Residential school survivors have had their day in court with a $2-billion class-action settlement, an apology from the federal government and the creation of the Truth and Reconciliation Commission. Now adult scoop survivors want the same recognition and redress.

Several thousand have signed on to class-action lawsuits in a number of provinces. They want Ottawa held accountable for the impact of “identity genocide,” the loss of culture they say Canada — with constitutional authority for Indigenous people through its Indian and Northern Affairs department — condoned by allowing them to be placed in non-Native homes. Federal initiatives such as the Adopt Indian Métis program, for example, aggressively advertised Indigenous children in catalogues to appeal to white adoptive parents, including many in the United Church.

Brown Martel is the lead claimant in a $1.3-billion Ontario lawsuit that received permission from a court of appeal this past December to proceed with its unprecedented case. It’s the first time in Canadian history that the loss of cultural identity is being raised as an actionable legal wrong, says her lawyer Jeffery Wilson, who estimates the federal government has already spent more than $1 million to have its legal team fight the case through numerous appeals. Wilson says he was willing to negotiate for a greatly reduced settlement — about $25 million — that could have been put into a general fund to provide counselling and support for people affected by the scoop.

“The government’s position on this was essentially ‘Get lost,’” he says. “Canada could have satisfied its mission to resolve this in a better way . . . but this action as it proceeds will have, as its measure of justice, money for every individual claimant. But I’m not sure giving everyone $10,000 or $15,000 is the right answer.” (The lawsuit calls for individual claims of $85,000, but Wilson estimates a more likely result will be the lower figures he cites here. Residential school survivors, by comparison, received a general payment of upwards of $10,000, depending on how long they were in residence.)

For her part, Brown Martel says money is not her motivation in seeking justice for what happened to her as a girl. She wants any financial award to be put into a foundation that would provide support and healing for those affected by the scoop. The federal government is now seeking permission to appeal the ruling that the class action lawsuit can go ahead. At press time, the decision about whether an appeal would be allowed had not been made. Wilson estimates it will take until 2019 before this case is fully resolved.

The wholesale removal of children from reserves began in the mid-1960s when the federal government struck deals to delegate its authority and pay the provinces to deliver Indigenous child welfare services, guaranteeing funds for children who were removed from reserves and offering little money for preventive programs.
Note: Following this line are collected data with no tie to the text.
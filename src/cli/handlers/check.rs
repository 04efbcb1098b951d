//! Check command handler
//!
//! Validates the merged configuration and reports where notifications would go.

use crate::config::settings::Settings;
use crate::error::AppResult;

/// Handler for the check command
pub struct CheckCommandHandler {
    config: Settings,
}

impl CheckCommandHandler {
    /// Create a new check command handler
    pub fn new(config: Settings) -> Self {
        Self { config }
    }

    /// Validate configuration and print the resolved producer target
    ///
    /// No connection to the broker is attempted.
    ///
    /// # Errors
    /// Configuration validation errors
    pub fn execute(&self) -> AppResult<()> {
        for line in self.report()? {
            println!("{}", line);
        }
        println!("Check completed successfully - configuration is ready to publish");
        Ok(())
    }

    /// Lines printed by `execute`
    pub fn report(&self) -> AppResult<Vec<String>> {
        self.config.validate()?;

        let broker = &self.config.broker;
        Ok(vec![
            "✓ Configuration is valid".to_string(),
            format!("✓ Producer would publish to: {}", broker.target()),
            format!("✓ Notification ids: {}", broker.id_strategy.as_str()),
            format!("✓ Log level: {}", self.config.logger.level),
        ])
    }

    /// Get the configuration
    pub fn config(&self) -> &Settings {
        &self.config
    }
}

#[cfg(test)]
mod tests {
    use super::*;
    use crate::config::BrokerKind;
    use crate::error::AppError;

    #[test]
    fn test_report_for_default_kafka() {
        let handler = CheckCommandHandler::new(Settings::default());
        let report = handler.report().unwrap();

        assert_eq!(report[0], "✓ Configuration is valid");
        assert_eq!(
            report[1],
            "✓ Producer would publish to: kafka topic 'notifications' on 172.19.245.31:9092"
        );
        assert_eq!(report[2], "✓ Notification ids: nanos");
        assert!(handler.execute().is_ok());
    }

    #[test]
    fn test_report_for_kinesis() {
        let mut settings = Settings::default();
        settings.broker.kind = BrokerKind::Kinesis;
        let report = CheckCommandHandler::new(settings).report().unwrap();

        assert_eq!(
            report[1],
            "✓ Producer would publish to: kinesis stream 'notifications' in us-east-1"
        );
    }

    #[test]
    fn test_invalid_configuration_fails() {
        let mut settings = Settings::default();
        settings.broker.kafka.brokers.clear();
        let handler = CheckCommandHandler::new(settings);

        match handler.execute() {
            Err(AppError::Configuration { key, .. }) => assert_eq!(key, "broker.kafka.brokers"),
            other => panic!("Expected Configuration error, got {:?}", other),
        }
    }
}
This shift resulted in a sudden influx of keen, young, white social workers who had never before stepped foot on a reserve. Many were shocked by what they found: dilapidated and crowded homes (often designed by Indian Affairs) with no indoor plumbing; barefoot kids subsisting on dried fish and berries; rampant poverty and alcohol addiction; and a relaxed communal parenting style that was completely foreign to their Eurocentric view of the nuclear family. It was considered “in the best interests of the child” to rescue the kids from this perceived neglect and place them in white, middle-class homes with material comforts and access to opportunity.

“They’d walk onto these reserves, see all this poverty and devastation and children from the residential school system — who are now parents in a lot of trauma — and, instead of seeing that for what it was, they removed the kids all over again,” Cindy Blackstock, executive director of the First Nations Child and Family Caring Society of Canada, told the National Post.

Children started being removed en masse. In 1959, only one percent of children in care were Indigenous; by the late 1960s, this figure jumped to 30 to 40 percent — even though Indigenous peoples represented less than four percent of the population.

At the scoop’s peak, one in four status Indian children were separated from their parents for all or part of their childhood — a fate that was in some ways worse than the plight of children in residential schools, who at least were surrounded by other Indigenous children and had the benefit of living on the reserve and seeing their families during the summer (though some residential schools operated year-round). Wilson, the Ontario lawyer, says the scoop saved the federal government money since many adoptees’ records were sealed and they lost their treaty status and corresponding benefits. “This kind of assimilation saved expenses, since adoption is the cheapest form of childcare,” he says. “Somebody on some level saved a lot of money.”

Raven Sinclair, an associate professor in the faculty of social work at the University of Regina who has done extensive research on the scoop, says money and cultural superiority were the driving factors behind what she views as the mass abduction of Indigenous children. “Children were apprehended by the thousands, in questionable circumstances, with economic incentive rather than neglect or abuse emerging as the motive for removing children from their homes,” she writes in a paper titled Identity Lost and Found: Lessons from the Sixties Scoop. “The white social worker, following on the heels of the missionary, the priest, and the Indian agent, was convinced that the only hope for the salvation of the Indian people lay in the removal of their children.”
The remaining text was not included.